He dressed hastily. The Eika dog trotted at his heels. Servants whispered around him, pinching his ears and teasing his hair, but when he didn’t respond, they hung back at a distance and then vanished into the night to their revels. Only the watery nymph whom he had started calling “Jerna” dogged him, slipping along in his shadow as if to keep out of Liath’s sight. The creature’s shape had changed noticeably and disturbingly over the last months. He wasn’t sure if both daimones and humans wore as their material forms a dull likeness of the angels, or if the servants, more essence than substance, merely copied human form while they were imprisoned on earth. But that vaguely female form she had worn was filling out, breasts, swelling, belly rounding in imitation of Liath. Why this yearning on her part? Didn’t the daimones conceive and give birth in the same way as humans did? In truth, her presence had begun to bother him in other ways, just as his eye strayed to Sister Zoë more often than it ought.

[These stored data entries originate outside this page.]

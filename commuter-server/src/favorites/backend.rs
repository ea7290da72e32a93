//! Storage capabilities behind the favorites store.

use std::future::Future;
use std::sync::Arc;

use thiserror::Error;

use super::types::FavoriteRecord;

/// Errors from a storage backend.
///
/// None of these reach callers of the store: they decide the storage tier
/// at startup and are logged afterwards.
#[derive(Debug, Error)]
pub enum StorageError {
    #[error("I/O error: {0}")]
    Io(#[from] std::io::Error),

    #[error("JSON error: {0}")]
    Json(#[from] serde_json::Error),

    #[error("Storage unavailable: {0}")]
    Unavailable(String),

    #[error("Invalid storage key: {0:?}")]
    InvalidKey(String),
}

/// Which backend the store ended up using.
#[derive(Debug, Clone, Copy, PartialEq, Eq)]
pub enum StorageTier {
    Structured,
    KeyValue,
    Memory,
}

/// Durable per-record storage.
pub trait RecordStore: Send + Sync {
    /// Prepares the store; an error means this tier cannot be used.
    fn open(&self) -> impl Future<Output = Result<(), StorageError>> + Send;

    fn read_all(&self) -> impl Future<Output = Result<Vec<FavoriteRecord>, StorageError>> + Send;

    /// Inserts or replaces the record for its train number.
    fn put(&self, record: &FavoriteRecord) -> impl Future<Output = Result<(), StorageError>> + Send;

    /// Deletes a record. Deleting a missing record succeeds.
    fn delete(&self, train_number: &str) -> impl Future<Output = Result<(), StorageError>> + Send;
}

/// Synchronous string storage holding whole JSON blobs.
pub trait KeyValueStore: Send + Sync {
    /// Checks the store is usable; an error means this tier cannot be used.
    fn probe(&self) -> Result<(), StorageError>;

    fn get(&self, key: &str) -> Result<Option<String>, StorageError>;

    fn set(&self, key: &str, value: &str) -> Result<(), StorageError>;

    fn remove(&self, key: &str) -> Result<(), StorageError>;
}

impl<T: RecordStore> RecordStore for Arc<T> {
    fn open(&self) -> impl Future<Output = Result<(), StorageError>> + Send {
        (**self).open()
    }

    fn read_all(&self) -> impl Future<Output = Result<Vec<FavoriteRecord>, StorageError>> + Send {
        (**self).read_all()
    }

    fn put(
        &self,
        record: &FavoriteRecord,
    ) -> impl Future<Output = Result<(), StorageError>> + Send {
        (**self).put(record)
    }

    fn delete(&self, train_number: &str) -> impl Future<Output = Result<(), StorageError>> + Send {
        (**self).delete(train_number)
    }
}

impl<T: KeyValueStore> KeyValueStore for Arc<T> {
    fn probe(&self) -> Result<(), StorageError> {
        (**self).probe()
    }

    fn get(&self, key: &str) -> Result<Option<String>, StorageError> {
        (**self).get(key)
    }

    fn set(&self, key: &str, value: &str) -> Result<(), StorageError> {
        (**self).set(key, value)
    }

    fn remove(&self, key: &str) -> Result<(), StorageError> {
        (**self).remove(key)
    }
}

It was easy to catch Liath on the path as she waddled along. He touched her on the arm and when she looked up at him in surprise, as if she’d just then realized he was following her, he kissed her. Momentarily distracted from her purpose, she leaned against him, smiling softly, gaze lifted to his face.
In the paddock, Resuelto stood sleeping, one leg cocked. The mules bunched somewhat apart, one resting his neck on another’s withers. It was very peaceful.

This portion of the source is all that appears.